Dogs Are Good for Kids
Owen Murphy
| 04-06-2026
· Animal Team
Ask a kid who they'd go to with a serious problem and a surprising number of them — across multiple studies — name their dog. Not a parent, not a best friend.
The dog. That says something pretty profound about what these animals actually mean to children, and it's backed up by a growing pile of research into how dog ownership shapes child development. The short version: the benefits are real, measurable, and span emotional, cognitive, and physical health.

Self-Esteem Grows With Responsibility

When children are given age-appropriate tasks related to caring for a pet, their self-esteem measurably improves. A three-year-old filling a water bowl is doing something genuinely useful. A seven-year-old helping prepare a dog's meal twice a day is learning that their actions matter and that another living creature depends on them. That kind of concrete, daily responsibility — with immediate visible results — builds a sense of competence that carries into other areas of life.
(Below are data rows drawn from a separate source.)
impl Network {
    /// Apply one mutation operator in place.
    ///
    /// All structural invariants hold again when this returns.
    pub fn mutate(&mut self, method: &Mutation) {
        self.mutate_with(method, &mut rand::thread_rng());
    }

    /// Apply one mutation operator, drawing randomness from `rng`.
    pub fn mutate_with<R: Rng>(&mut self, method: &Mutation, rng: &mut R) {
        match *method {
            Mutation::AddNode => self.add_node(rng),
            Mutation::SubNode { keep_gates } => self.sub_node(keep_gates, rng),
            Mutation::AddConn => self.add_conn(rng),
            Mutation::SubConn => self.sub_conn(rng),
            Mutation::ModWeight { min, max } => self.mod_weight(min, max, rng),
            Mutation::ModBias { min, max } => self.mod_bias(min, max, rng),
            Mutation::ModActivation { mutate_output } => self.mod_activation(mutate_output, rng),
            Mutation::AddSelfConn => self.add_self_conn(rng),
            Mutation::SubSelfConn => self.sub_self_conn(rng),
            Mutation::AddGate => self.add_gate(rng),
            Mutation::SubGate => self.sub_gate(rng),
            Mutation::AddBackConn => self.add_back_conn(rng),
            Mutation::SubBackConn => self.sub_back_conn(rng),
            Mutation::SwapNodes { mutate_output } => self.swap_nodes(mutate_output, rng),
        }
        debug_assert!(self.is_valid());
    }

    /// Split a random connection with a new hidden node, keeping any gate on
    /// one of the two replacement connections.
    fn add_node<R: Rng>(&mut self, rng: &mut R) {
        if self.connections.is_empty() {
            log::debug!("add_node: no connection to split");
            return;
        }
        let picked = rng.gen_range(0..self.connections.len());
        let (mut from, mut to) = (self.connections[picked].from, self.connections[picked].to);
        let gater = self.connections[picked].gater;
        self.remove_forward(picked);

        // Keep the node order intact: never insert past the output block.
        let position = to.min(self.nodes.len() - self.output);
        let mut node = Node::new(NodeKind::Hidden);
        node.squash = Activation::random(rng);
        self.nodes.insert(position, node);
        self.shift_indices_for_insert(position);
        if from >= position {
            from += 1;
        }
        if to >= position {
            to += 1;
        }
        let gater = gater.map(|g| if g >= position { g + 1 } else { g });

        let first = self.connect(from, position, None);
        let second = self.connect(position, to, None);
        if let Some(g) = gater {
            let target = if rng.gen_bool(0.5) { first } else { second };
            self.gate(g, target);
        }
    }

    /// Remove a random hidden node, bridging its former neighbors.
    fn sub_node<R: Rng>(&mut self, keep_gates: bool, rng: &mut R) {
        let hidden: Vec<usize> = (self.input..self.nodes.len() - self.output)
            .filter(|&i| self.nodes[i].kind == NodeKind::Hidden)
            .collect();
        let Some(&index) = hidden.choose(rng) else {
            log::debug!("sub_node: no removable hidden node");
            return;
        };
        self.remove_node(index, keep_gates, rng);
    }

    /// Remove the node at `index` along with all its edges.
    ///
    /// With `keep_gates`, gating duties of the removed node's edges are
    /// re-homed onto the bridge connections between its former neighbors.
    pub(crate) fn remove_node<R: Rng>(&mut self, index: usize, keep_gates: bool, rng: &mut R) {
        self.disconnect(index, index);

        let mut gaters: Vec<usize> = Vec::new();
        let inbound: Vec<(usize, Option<usize>)> = self
            .connections
            .iter()
            .filter(|c| c.to == index)
            .map(|c| (c.from, c.gater))
            .collect();
        for &(from, gater) in &inbound {
            if keep_gates {
                if let Some(g) = gater {
                    if g != index {
                        gaters.push(g);
                    }
                }
            }
            self.disconnect(from, index);
        }

        let outbound: Vec<(usize, Option<usize>)> = self
            .connections
            .iter()
            .filter(|c| c.from == index)
            .map(|c| (c.to, c.gater))
            .collect();
        for &(to, gater) in &outbound {
            if keep_gates {
                if let Some(g) = gater {
                    if g != index {
                        gaters.push(g);
                    }
                }
            }
            self.disconnect(index, to);
        }

        // Bridge every former source to every former sink.
        let mut bridges: Vec<ConnRef> = Vec::new();
        for &(from, _) in &inbound {
            for &(to, _) in &outbound {
                if !self.has_connection(from, to) {
                    bridges.push(self.connect(from, to, None));
                }
            }
        }

        // Re-home collected gating duties onto random bridges.
        for gater in gaters {
            if bridges.is_empty() {
                break;
            }
            let eligible: Vec<usize> = bridges
                .iter()
                .enumerate()
                .filter(|(_, r)| match **r {
                    ConnRef::Selfloop(k) => self.self_connections[k].from != gater,
                    ConnRef::Forward(_) => true,
                })
                .map(|(pos, _)| pos)
                .collect();
            let Some(&pos) = eligible.choose(rng) else {
                continue;
            };
            let bridge = bridges.remove(pos);
            self.gate(gater, bridge);
        }

        // Drop gating duties held by the removed node itself.
        let orphaned: Vec<ConnRef> = self
            .gates
            .iter()
            .copied()
            .filter(|&r| self.connection(r).gater == Some(index))
            .collect();
        for r in orphaned {
            self.ungate(r);
        }

        self.nodes.remove(index);
        self.shift_indices_for_removal(index);
    }

    /// Connect two forward-ordered, not yet connected nodes.
    fn add_conn<R: Rng>(&mut self, rng: &mut R) {
        let n = self.nodes.len();
        let mut available = Vec::new();
        for i in 0..n - self.output {
            for j in (i + 1).max(self.input)..n {
                if !self.has_connection(i, j) {
                    available.push((i, j));
                }
            }
        }
        let Some(&(from, to)) = available.choose(rng) else {
            log::debug!("add_conn: graph is fully connected");
            return;
        };
        self.connect(from, to, None);
    }

    /// Remove a forward connection that leaves both endpoints connected.
    fn sub_conn<R: Rng>(&mut self, rng: &mut R) {
        let candidates: Vec<usize> = self
            .connections
            .iter()
            .enumerate()
            .filter(|(_, c)| {
                self.out_degree(c.from) > 1 && self.in_degree(c.to) > 1 && c.to > c.from
            })
            .map(|(k, _)| k)
            .collect();
        let Some(&k) = candidates.choose(rng) else {
            log::debug!("sub_conn: no removable connection");
            return;
        };
        self.remove_forward(k);
    }

    /// Perturb one random connection weight.
    fn mod_weight<R: Rng>(&mut self, min: f64, max: f64, rng: &mut R) {
        let total = self.connections.len() + self.self_connections.len();
        if total == 0 {
            log::debug!("mod_weight: no connections");
            return;
        }
        let delta = rng.gen_range(min..max);
        let index = rng.gen_range(0..total);
        if index < self.connections.len() {
            self.connections[index].weight += delta;
        } else {
            self.self_connections[index - self.connections.len()].weight += delta;
        }
    }

    /// Perturb one random non-input, non-constant node bias.
    fn mod_bias<R: Rng>(&mut self, min: f64, max: f64, rng: &mut R) {
        let candidates: Vec<usize> = (self.input..self.nodes.len())
            .filter(|&i| self.nodes[i].kind != NodeKind::Constant)
            .collect();
        let Some(&i) = candidates.choose(rng) else {
            return;
        };
        self.nodes[i].bias += rng.gen_range(min..max);
    }

    /// Reassign a random node's squash function.
    fn mod_activation<R: Rng>(&mut self, mutate_output: bool, rng: &mut R) {
        let end = if mutate_output {
            self.nodes.len()
        } else {
            self.nodes.len() - self.output
        };
        let candidates: Vec<usize> = (self.input..end)
            .filter(|&i| self.nodes[i].kind != NodeKind::Constant)
            .collect();
        let Some(&i) = candidates.choose(rng) else {
            log::debug!("mod_activation: no mutable node");
            return;
        };
        self.nodes[i].squash = self.nodes[i].squash.random_other(rng);
    }

    /// Add a self-loop on a random hidden node without one.
    fn add_self_conn<R: Rng>(&mut self, rng: &mut R) {
        let candidates: Vec<usize> = (self.input..self.nodes.len() - self.output)
            .filter(|&i| {
                self.nodes[i].kind == NodeKind::Hidden && self.self_conn_index(i).is_none()
            })
            .collect();
        let Some(&i) = candidates.choose(rng) else {
            log::debug!("add_self_conn: no eligible node");
            return;
        };
        self.connect(i, i, None);
    }

    /// Remove a random self-loop.
    fn sub_self_conn<R: Rng>(&mut self, rng: &mut R) {
        if self.self_connections.is_empty() {
            log::debug!("sub_self_conn: no self connection");
            return;
        }
        let k = rng.gen_range(0..self.self_connections.len());
        self.remove_selfloop(k);
    }

    /// Assign a gater to a random ungated connection.
    fn add_gate<R: Rng>(&mut self, rng: &mut R) {
        let mut ungated: Vec<ConnRef> = Vec::new();
        for (k, c) in self.connections.iter().enumerate() {
            if c.gater.is_none() {
                ungated.push(ConnRef::Forward(k));
            }
        }
        for (k, c) in self.self_connections.iter().enumerate() {
            if c.gater.is_none() {
                ungated.push(ConnRef::Selfloop(k));
            }
        }
        let Some(&conn) = ungated.choose(rng) else {
            log::debug!("add_gate: every connection is gated");
            return;
        };
        let excluded = match conn {
            ConnRef::Selfloop(k) => Some(self.self_connections[k].from),
            ConnRef::Forward(_) => None,
        };
        let gaters: Vec<usize> = (self.input..self.nodes.len())
            .filter(|&i| Some(i) != excluded)
            .collect();
        let Some(&gater) = gaters.choose(rng) else {
            return;
        };
        self.gate(gater, conn);
    }

    /// Remove the gater from a random gated connection.
    fn sub_gate<R: Rng>(&mut self, rng: &mut R) {
        if self.gates.is_empty() {
            log::debug!("sub_gate: nothing is gated");
            return;
        }
        let k = rng.gen_range(0..self.gates.len());
        self.ungate(self.gates[k]);
    }

    /// Connect two nodes against the forward order.
    fn add_back_conn<R: Rng>(&mut self, rng: &mut R) {
        let n = self.nodes.len();
        let mut available = Vec::new();
        for i in self.input..n {
            for j in self.input..i {
                if !self.has_connection(i, j) {
                    available.push((i, j));
                }
            }
        }
        let Some(&(from, to)) = available.choose(rng) else {
            log::debug!("add_back_conn: no available pair");
            return;
        };
        self.connect(from, to, None);
    }

    /// Remove a recurrent connection that leaves both endpoints connected.
    fn sub_back_conn<R: Rng>(&mut self, rng: &mut R) {
        let candidates: Vec<usize> = self
            .connections
            .iter()
            .enumerate()
            .filter(|(_, c)| {
                self.out_degree(c.from) > 1 && self.in_degree(c.to) > 1 && c.from > c.to
            })
            .map(|(k, _)| k)
            .collect();
        let Some(&k) = candidates.choose(rng) else {
            log::debug!("sub_back_conn: no removable back connection");
            return;
        };
        self.remove_forward(k);
    }

    /// Exchange bias and squash between two random nodes, leaving the
    /// connection topology untouched.
    fn swap_nodes<R: Rng>(&mut self, mutate_output: bool, rng: &mut R) {
        let end = if mutate_output {
            self.nodes.len()
        } else {
            self.nodes.len() - self.output
        };
        let candidates: Vec<usize> = (self.input..end)
            .filter(|&i| self.nodes[i].kind != NodeKind::Constant)
            .collect();
        if candidates.len() < 2 {
            log::debug!("swap_nodes: fewer than two eligible nodes");
            return;
        }
        let picked: Vec<&usize> = candidates.choose_multiple(rng, 2).collect();
        let (a, b) = (*picked[0], *picked[1]);
        let bias = self.nodes[a].bias;
        let squash = self.nodes[a].squash;
        self.nodes[a].bias = self.nodes[b].bias;
        self.nodes[a].squash = self.nodes[b].squash;
        self.nodes[b].bias = bias;
        self.nodes[b].squash = squash;
    }
}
Empathy and Compassion — the Research Is Clear

Multiple studies consistently show that children who grow up with pets are more empathetic toward others than children who don't. The proposed mechanism is straightforward: when families share the work of caring for an animal, children observe and participate in nurturing a dependent creature from a young age. That experience develops the capacity to understand and respond to the needs of others — both animal and human.
"Pets can make people feel unconditionally accepted, whereas fellow humans will judge and may criticize," researchers Endenburg and Baarda note in their work on pets and child development. That experience of unconditional acceptance becomes foundational.

Stress Relief That Actually Works

Petting a dog lowers cortisol in both the person doing the petting and the dog itself. For children specifically, research from the University of Florida found that kids between 7 and 12 performing stressful tasks — public speaking, math questions — had significantly lower cortisol levels when their dogs were present, compared to children with parents present or no support at all. Lower than when parents were there. The dog outperformed human emotional support in that particular stress scenario.
Children also show reduced anxiety when reading aloud to a dog. Some schools and animal rescue organizations have formalized this into programs precisely because of the consistent results.

Cognitive Development Gets a Boost

Kids who talk to pets — giving commands, offering praise, or simply babbling — show improved cognitive development compared to children who don't. The conversation itself, even one-sided, seems to build language skills and processing capacity. The physical activity that comes with dog ownership adds another layer: more outdoor time, more movement, better overall development.

Physical Health — the Allergy Connection

Several studies suggest that children who grow up in homes with dogs have a lower likelihood of developing allergies. One Swedish study published in JAMA Pediatrics found that children who lived with dogs during their first year had a 15% lower risk of developing asthma by age six compared to children without dogs. The same early exposure effect that seems counterintuitive — shouldn't allergens cause allergies? — appears to help calibrate the immune system during a critical developmental window. Playing with a dog also raises serotonin and dopamine levels in children, which calms the mind and lifts mood. Genuinely. Not metaphorically. These are measurable neurochemical changes that happen during play.
Growing up with a dog isn't just a fond memory to look back on. The developmental research suggests it leaves a real mark — on emotional intelligence, resilience under stress, and physical wellbeing — that lasts well beyond childhood.